→ About this task: Exactly as written, give back every record below.

[Records drawn from a dataset]
//! Skiff panel — the HTTP control plane.
//!
//! Wires the store, token authority, renderer, heartbeat service, traffic
//! ingest, and remote installer behind one axum router with two surfaces:
//! agent-facing endpoints authenticated by node token, and admin endpoints
//! guarded by the operator bearer token.

#![forbid(unsafe_code)]

pub mod admin_api;
pub mod agent_api;
pub mod config;
pub mod error;

#[cfg(test)]
mod tests;

use axum::Router;
use axum::routing::{get, post};
use chrono::{DateTime, Utc};
use std::sync::Arc;
use std::time::Duration;
use tower_http::catch_panic::CatchPanicLayer;
use tower_http::trace::TraceLayer;
use tracing::{debug, warn};

use skiff_deploy::{HeartbeatProbe, HostKeyPolicy, InstallerOptions, RemoteInstaller};
use skiff_health::{HeartbeatService, LivenessThresholds};
use skiff_render::{ConfigRenderer, RenderOptions};
use skiff_store::Store;
use skiff_token::TokenAuthority;
use skiff_traffic::{TrafficIngest, TrafficOptions};

use crate::config::{HostKeySection, PanelConfig};
use crate::error::panic_response;

// ─── Application state ────────────────────────────────────────────────────────

#[derive(Clone)]
pub struct AppState {
    pub store: Store,
    pub tokens: TokenAuthority,
    pub renderer: Arc<ConfigRenderer>,
    pub health: Arc<HeartbeatService>,
    pub traffic: TrafficIngest,
    pub installer: Option<Arc<RemoteInstaller>>,
    pub config: Arc<PanelConfig>,
}

impl AppState {
    pub fn new(store: Store, config: Arc<PanelConfig>) -> Self {
        let thresholds = LivenessThresholds::from_heartbeat_interval(chrono::Duration::seconds(
            config.agent.heartbeat_interval_secs as i64,
        ));
        let traffic_options = TrafficOptions {
            tolerance: chrono::Duration::seconds(config.traffic.tolerance_secs as i64),
            skew: chrono::Duration::seconds(config.traffic.skew_secs as i64),
            utc_offset_minutes: config.traffic.utc_offset_minutes,
        };
        let render_options = RenderOptions {
            bind_unpinned_proxies: config.render.bind_unpinned_proxies,
        };

        let installer = config.deploy.as_ref().map(|deploy| {
            let host_key_policy = match &deploy.host_key {
                HostKeySection::Fingerprint { sha256_hex } => HostKeyPolicy::Fingerprint {
                    sha256_hex: sha256_hex.clone(),
                },
                HostKeySection::TrustOnFirstUse { pin_file } => HostKeyPolicy::TrustOnFirstUse {
                    pin_file: pin_file.clone(),
                },
            };
            let mut options = InstallerOptions::new(
                deploy.panel_url.clone(),
                deploy.agent_binary_path.clone(),
                host_key_policy,
            );
            options.forwarder_download_url = deploy.forwarder_download_url.clone();
            Arc::new(RemoteInstaller::new(options))
        });

        Self {
            tokens: TokenAuthority::new(store.clone()),
            renderer: Arc::new(ConfigRenderer::new(store.clone(), render_options)),
            health: Arc::new(HeartbeatService::new(store.clone(), thresholds)),
            traffic: TrafficIngest::new(store.clone(), traffic_options),
            installer,
            store,
            config,
        }
    }
}

// ─── Heartbeat probe over the store ───────────────────────────────────────────

/// Deploy verification seam: "has this node heartbeated since t?".
pub struct StoreProbe {
    pub store: Store,
}

#[async_trait::async_trait]
impl HeartbeatProbe for StoreProbe {
    async fn heartbeat_after(&self, node_id: &str, after: DateTime<Utc>) -> bool {
        match self.store.get_node(node_id).await {
            Ok(Some(node)) => node.last_heartbeat_at.is_some_and(|t| t > after),
            Ok(None) => false,
            Err(e) => {
                warn!(node = %node_id, error = %e, "heartbeat probe store read failed");
                false
            }
        }
    }
}

// ─── Router ───────────────────────────────────────────────────────────────────

pub fn build_router(state: AppState) -> Router {
    Router::new()
        // Agent surface
        .route("/node/register", post(agent_api::register))
        .route("/node/heartbeat", post(agent_api::heartbeat))
        .route("/node/config", get(agent_api::fetch_config))
        .route("/node/traffic", post(agent_api::submit_traffic))
        .route("/node/command/result", post(agent_api::command_result))
        // Admin: nodes
        .route("/admin/nodes", post(admin_api::create_node).get(admin_api::list_nodes))
        .route("/admin/nodes/health", get(admin_api::nodes_health))
        .route("/admin/nodes/test-connection", post(admin_api::test_connection))
        .route(
            "/admin/nodes/{id}",
            get(admin_api::get_node)
                .put(admin_api::update_node)
                .delete(admin_api::delete_node),
        )
        .route(
            "/admin/nodes/{id}/token",
            post(admin_api::issue_token).delete(admin_api::revoke_token),
        )
        .route("/admin/nodes/{id}/config/preview", get(admin_api::preview_config))
        .route("/admin/nodes/{id}/commands", post(admin_api::enqueue_command))
        .route("/admin/nodes/{id}/traffic", get(admin_api::node_traffic))
        .route("/admin/nodes/{id}/deploy", post(admin_api::deploy_node))
        .route("/admin/nodes/{id}/deploy/script", get(admin_api::deploy_script))
        // Admin: users
        .route("/admin/users", post(admin_api::create_user).get(admin_api::list_users))
        .route(
            "/admin/users/{id}",
            get(admin_api::get_user)
                .put(admin_api::update_user)
                .delete(admin_api::delete_user),
        )
        .route("/admin/users/{id}/proxies", get(admin_api::list_user_proxies))
        .route("/admin/users/{id}/timeline", get(admin_api::user_timeline))
        // Admin: proxies & assignments
        .route("/admin/proxies", post(admin_api::create_proxy))
        .route(
            "/admin/proxies/{id}",
            get(admin_api::get_proxy)
                .put(admin_api::update_proxy)
                .delete(admin_api::delete_proxy),
        )
        .route(
            "/admin/assignments",
            post(admin_api::create_assignment).delete(admin_api::delete_assignment),
        )
        // Admin: commands & cluster
        .route("/admin/commands/{id}", get(admin_api::get_command))
        .route("/admin/cluster/summary", get(admin_api::cluster_summary))
        .layer(CatchPanicLayer::custom(panic_response))
        .layer(TraceLayer::new_for_http())
        .with_state(state)
}

// ─── Background tasks ─────────────────────────────────────────────────────────

/// Requeue-or-expire sweep over delivered commands. Period is a fraction of
/// the command timeout so a stuck delivery is noticed promptly.
pub async fn run_command_sweeper(store: Store, mut shutdown: tokio::sync::watch::Receiver<bool>) {
    let mut ticker = tokio::time::interval(Duration::from_secs(30));
    loop {
        tokio::select! {
            _ = ticker.tick() => {
                match store.sweep_commands(Utc::now()).await {
                    Ok(sweep) if sweep.requeued + sweep.expired > 0 => {
                        debug!(requeued = sweep.requeued, expired = sweep.expired, "command sweep");
                    }
                    Ok(_) => {}
                    Err(e) => warn!(error = %e, "command sweep failed"),
                }
            }
            _ = shutdown.changed() => {
                if *shutdown.borrow() {
                    return;
                }
            }
        }
    }
}

/// Hourly prune of node health samples beyond the retention window.
pub async fn run_health_pruner(
    store: Store,
    retention: chrono::Duration,
    mut shutdown: tokio::sync::watch::Receiver<bool>,
) {
    let mut ticker = tokio::time::interval(Duration::from_secs(3600));
    loop {
        tokio::select! {
            _ = ticker.tick() => {
                if let Err(e) = store.prune_health_before(Utc::now() - retention).await {
                    warn!(error = %e, "health prune failed");
                }
            }
            _ = shutdown.changed() => {
                if *shutdown.borrow() {
                    return;
                }
            }
        }
    }
}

→ Solution to the exercise:
//! Skiff panel — the HTTP control plane.
//!
//! Wires the store, token authority, renderer, heartbeat service, traffic
//! ingest, and remote installer behind one axum router with two surfaces:
//! agent-facing endpoints authenticated by node token, and admin endpoints
//! guarded by the operator bearer token.

#![forbid(unsafe_code)]

pub mod admin_api;
pub mod agent_api;
pub mod config;
pub mod error;

#[cfg(test)]
mod tests;

use axum::Router;
use axum::routing::{get, post};
use chrono::{DateTime, Utc};
use std::sync::Arc;
use std::time::Duration;
use tower_http::catch_panic::CatchPanicLayer;
use tower_http::trace::TraceLayer;
use tracing::{debug, warn};

use skiff_deploy::{HeartbeatProbe, HostKeyPolicy, InstallerOptions, RemoteInstaller};
use skiff_health::{HeartbeatService, LivenessThresholds};
use skiff_render::{ConfigRenderer, RenderOptions};
use skiff_store::Store;
use skiff_token::TokenAuthority;
use skiff_traffic::{TrafficIngest, TrafficOptions};

use crate::config::{HostKeySection, PanelConfig};
use crate::error::panic_response;

// ─── Application state ────────────────────────────────────────────────────────

#[derive(Clone)]
pub struct AppState {
    pub store: Store,
    pub tokens: TokenAuthority,
    pub renderer: Arc<ConfigRenderer>,
    pub health: Arc<HeartbeatService>,
    pub traffic: TrafficIngest,
    pub installer: Option<Arc<RemoteInstaller>>,
    pub config: Arc<PanelConfig>,
}

impl AppState {
    pub fn new(store: Store, config: Arc<PanelConfig>) -> Self {
        let thresholds = LivenessThresholds::from_heartbeat_interval(chrono::Duration::seconds(
            config.agent.heartbeat_interval_secs as i64,
        ));
        let traffic_options = TrafficOptions {
            tolerance: chrono::Duration::seconds(config.traffic.tolerance_secs as i64),
            skew: chrono::Duration::seconds(config.traffic.skew_secs as i64),
            utc_offset_minutes: config.traffic.utc_offset_minutes,
        };
        let render_options = RenderOptions {
            bind_unpinned_proxies: config.render.bind_unpinned_proxies,
        };

        let installer = config.deploy.as_ref().map(|deploy| {
            let host_key_policy = match &deploy.host_key {
                HostKeySection::Fingerprint { sha256_hex } => HostKeyPolicy::Fingerprint {
                    sha256_hex: sha256_hex.clone(),
                },
                HostKeySection::TrustOnFirstUse { pin_file } => HostKeyPolicy::TrustOnFirstUse {
                    pin_file: pin_file.clone(),
                },
            };
            let mut options = InstallerOptions::new(
                deploy.panel_url.clone(),
                deploy.agent_binary_path.clone(),
                host_key_policy,
            );
            options.forwarder_download_url = deploy.forwarder_download_url.clone();
            Arc::new(RemoteInstaller::new(options))
        });

        Self {
            tokens: TokenAuthority::new(store.clone()),
            renderer: Arc::new(ConfigRenderer::new(store.clone(), render_options)),
            health: Arc::new(HeartbeatService::new(store.clone(), thresholds)),
            traffic: TrafficIngest::new(store.clone(), traffic_options),
            installer,
            store,
            config,
        }
    }
}

// ─── Heartbeat probe over the store ───────────────────────────────────────────

/// Deploy verification seam: "has this node heartbeated since t?".
pub struct StoreProbe {
    pub store: Store,
}

#[async_trait::async_trait]
impl HeartbeatProbe for StoreProbe {
    async fn heartbeat_after(&self, node_id: &str, after: DateTime<Utc>) -> bool {
        match self.store.get_node(node_id).await {
            Ok(Some(node)) => node.last_heartbeat_at.is_some_and(|t| t > after),
            Ok(None) => false,
            Err(e) => {
                warn!(node = %node_id, error = %e, "heartbeat probe store read failed");
                false
            }
        }
    }
}

// ─── Router ───────────────────────────────────────────────────────────────────

pub fn build_router(state: AppState) -> Router {
    Router::new()
        // Agent surface
        .route("/node/register", post(agent_api::register))
        .route("/node/heartbeat", post(agent_api::heartbeat))
        .route("/node/config", get(agent_api::fetch_config))
        .route("/node/traffic", post(agent_api::submit_traffic))
        .route("/node/command/result", post(agent_api::command_result))
        // Admin: nodes
        .route("/admin/nodes", post(admin_api::create_node).get(admin_api::list_nodes))
        .route("/admin/nodes/health", get(admin_api::nodes_health))
        .route("/admin/nodes/test-connection", post(admin_api::test_connection))
        .route(
            "/admin/nodes/{id}",
            get(admin_api::get_node)
                .put(admin_api::update_node)
                .delete(admin_api::delete_node),
        )
        .route(
            "/admin/nodes/{id}/token",
            post(admin_api::issue_token).delete(admin_api::revoke_token),
        )
        .route("/admin/nodes/{id}/config/preview", get(admin_api::preview_config))
        .route("/admin/nodes/{id}/commands", post(admin_api::enqueue_command))
        .route("/admin/nodes/{id}/traffic", get(admin_api::node_traffic))
        .route("/admin/nodes/{id}/deploy", post(admin_api::deploy_node))
        .route("/admin/nodes/{id}/deploy/script", get(admin_api::deploy_script))
        // Admin: users
        .route("/admin/users", post(admin_api::create_user).get(admin_api::list_users))
        .route(
            "/admin/users/{id}",
            get(admin_api::get_user)
                .put(admin_api::update_user)
                .delete(admin_api::delete_user),
        )
        .route("/admin/users/{id}/proxies", get(admin_api::list_user_proxies))
        .route("/admin/users/{id}/timeline", get(admin_api::user_timeline))
        // Admin: proxies & assignments
        .route("/admin/proxies", post(admin_api::create_proxy))
        .route(
            "/admin/proxies/{id}",
            get(admin_api::get_proxy)
                .put(admin_api::update_proxy)
                .delete(admin_api::delete_proxy),
        )
        .route(
            "/admin/assignments",
            post(admin_api::create_assignment).delete(admin_api::delete_assignment),
        )
        // Admin: commands & cluster
        .route("/admin/commands/{id}", get(admin_api::get_command))
        .route("/admin/cluster/summary", get(admin_api::cluster_summary))
        .layer(CatchPanicLayer::custom(panic_response))
        .layer(TraceLayer::new_for_http())
        .with_state(state)
}

// ─── Background tasks ─────────────────────────────────────────────────────────

/// Requeue-or-expire sweep over delivered commands. Period is a fraction of
/// the command timeout so a stuck delivery is noticed promptly.
pub async fn run_command_sweeper(store: Store, mut shutdown: tokio::sync::watch::Receiver<bool>) {
    let mut ticker = tokio::time::interval(Duration::from_secs(30));
    loop {
        tokio::select! {
            _ = ticker.tick() => {
                match store.sweep_commands(Utc::now()).await {
                    Ok(sweep) if sweep.requeued + sweep.expired > 0 => {
                        debug!(requeued = sweep.requeued, expired = sweep.expired, "command sweep");
                    }
                    Ok(_) => {}
                    Err(e) => warn!(error = %e, "command sweep failed"),
                }
            }
            _ = shutdown.changed() => {
                if *shutdown.borrow() {
                    return;
                }
            }
        }
    }
}

/// Hourly prune of node health samples beyond the retention window.
pub async fn run_health_pruner(
    store: Store,
    retention: chrono::Duration,
    mut shutdown: tokio::sync::watch::Receiver<bool>,
) {
    let mut ticker = tokio::time::interval(Duration::from_secs(3600));
    loop {
        tokio::select! {
            _ = ticker.tick() => {
                if let Err(e) = store.prune_health_before(Utc::now() - retention).await {
                    warn!(error = %e, "health prune failed");
                }
            }
            _ = shutdown.changed() => {
                if *shutdown.borrow() {
                    return;
                }
            }
        }
    }
}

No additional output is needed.